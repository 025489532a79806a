use glam::Vec3;

use super::FluidBackend;
use crate::config::{OpenBoundary, SceneConfig};
use crate::error::SimResult;
use crate::grid::advection::{advect_mac, advect_real};
use crate::grid::boundary::{add_buoyancy, copy_mac_data, reset_outflow, set_wall_bcs};
use crate::grid::extrapolation::extrapolate_mac_simple;
use crate::grid::{cell, FieldArray, GridDims, GridState, PressureSolver, SolveStats, Sphere};
use crate::obstacle::{MeshPose, ObstacleMesh, PoseTransition};

/// CPU grid backend
#[derive(Debug)]
pub struct GridSolver {
    state: GridState,
    pressure: PressureSolver,
    time_step: f32,
    frame: usize,
    unconverged: usize,
}

impl GridSolver {
    pub fn new(dims: GridDims, time_step: f32, cg_accuracy: f32, cg_max_iterations: usize) -> Self {
        log::debug!("[GridSolver] Allocating {}x{}x{} grid", dims.x, dims.y, dims.z);
        Self {
            state: GridState::new(dims),
            pressure: PressureSolver::new(cg_accuracy, cg_max_iterations),
            time_step,
            frame: 0,
            unconverged: 0,
        }
    }

    pub fn from_config(scene: &SceneConfig) -> Self {
        Self::new(scene.dims(), scene.time_step, scene.cg_accuracy, scene.cg_max_iterations)
    }

    pub fn state(&self) -> &GridState {
        &self.state
    }

    pub fn state_mut(&mut self) -> &mut GridState {
        &mut self.state
    }

    /// Pressure solves that hit the iteration cap since the last reset
    pub fn unconverged_solves(&self) -> usize {
        self.unconverged
    }
}

impl FluidBackend for GridSolver {
    fn dims(&self) -> GridDims {
        self.state.dims
    }

    fn frame(&self) -> usize {
        self.frame
    }

    fn reset(&mut self) {
        self.state.clear();
        self.frame = 0;
        self.unconverged = 0;
    }

    fn apply_source(&mut self, source: &Sphere, value: f32) {
        source.apply_to_grid(&mut self.state.density, value);
    }

    fn reset_obstacle_velocity(&mut self, width: usize) {
        self.state.obs_vel.set_const(Vec3::ZERO);
        self.state.obs_vel.set_bound(Vec3::ZERO, width);
    }

    fn pin_obstacle_velocity(&mut self, width: usize) {
        self.state.obs_vel.set_bound(Vec3::ZERO, width);
    }

    fn advect(&mut self, density_order: u8, velocity_order: u8) {
        let s = &mut self.state;
        advect_real(&s.flags, &s.vel, &mut s.density, self.time_step, density_order);
        let source = s.vel.clone();
        advect_mac(&s.flags, &source, &mut s.vel, self.time_step, velocity_order);
    }

    fn reset_outflow(&mut self) {
        reset_outflow(&self.state.flags, &mut self.state.density);
    }

    fn init_domain(&mut self, b_width: usize, open: &OpenBoundary) {
        let flags = &mut self.state.flags;
        flags.init_domain(b_width);
        flags.fill_grid();
        flags.set_open_bound(b_width, open, cell::OUTFLOW | cell::EMPTY);
    }

    fn clear_levelset(&mut self) {
        self.state.phi_obs.clear();
    }

    fn compute_obstacle_velocity(&mut self, mesh: &ObstacleMesh, transition: &PoseTransition) {
        mesh.compute_velocity(&transition.current, &transition.previous, &mut self.state.obs_vel, self.time_step);
    }

    fn compute_levelset(&mut self, mesh: &ObstacleMesh, pose: &MeshPose) {
        mesh.compute_levelset(pose, &mut self.state.phi_obs);
    }

    fn set_obstacle_flags(&mut self) {
        self.state.flags.set_obstacle_flags(&self.state.phi_obs);
        self.state.flags.fill_grid();
    }

    fn apply_mesh_to_density(&mut self, mesh: &ObstacleMesh, pose: &MeshPose, value: f32) {
        mesh.apply_to_grid(pose, &mut self.state.density, value);
    }

    fn set_wall_bcs(&mut self) {
        set_wall_bcs(&self.state.flags, &mut self.state.vel, &self.state.obs_vel);
    }

    fn add_buoyancy(&mut self, gravity: Vec3) {
        let s = &mut self.state;
        add_buoyancy(&s.flags, &s.density, &mut s.vel, gravity, self.time_step);
    }

    fn solve_pressure(&mut self) -> SolveStats {
        let s = &mut self.state;
        let stats = self.pressure.solve(&s.flags, &mut s.vel, &mut s.pressure);
        if !stats.converged {
            self.unconverged += 1;
            log::warn!(
                "[GridSolver] Pressure solve stopped at residual {:.3e} after {} iterations (frame {})",
                stats.residual,
                stats.iterations,
                self.frame
            );
        }
        stats
    }

    fn extrapolate_obstacle_velocity(&mut self, distance: usize) {
        extrapolate_mac_simple(&self.state.flags, &mut self.state.obs_vel, distance);
    }

    fn copy_obstacle_velocity(&mut self, b_width: usize) {
        let s = &mut self.state;
        copy_mac_data(&s.obs_vel, &mut s.vel, &s.flags, cell::OBSTACLE, b_width);
    }

    fn velocity_array(&self) -> FieldArray {
        FieldArray::from_mac(&self.state.vel)
    }

    fn density_array(&self) -> FieldArray {
        FieldArray::from_real(&self.state.density)
    }

    fn import_velocity(&mut self, array: &FieldArray) -> SimResult<()> {
        array.write_mac(&mut self.state.vel)
    }

    fn import_density(&mut self, array: &FieldArray) -> SimResult<()> {
        array.write_real(&mut self.state.density)
    }

    fn step(&mut self) {
        self.frame += 1;
    }

    fn release_transients(&mut self) {
        self.pressure.release();
    }
}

================================

What you are asked to do —
Show all lines from the data that contain "SolveStats".

Task result —
use crate::grid::{cell, FieldArray, GridDims, GridState, PressureSolver, SolveStats, Sphere};
    fn solve_pressure(&mut self) -> SolveStats {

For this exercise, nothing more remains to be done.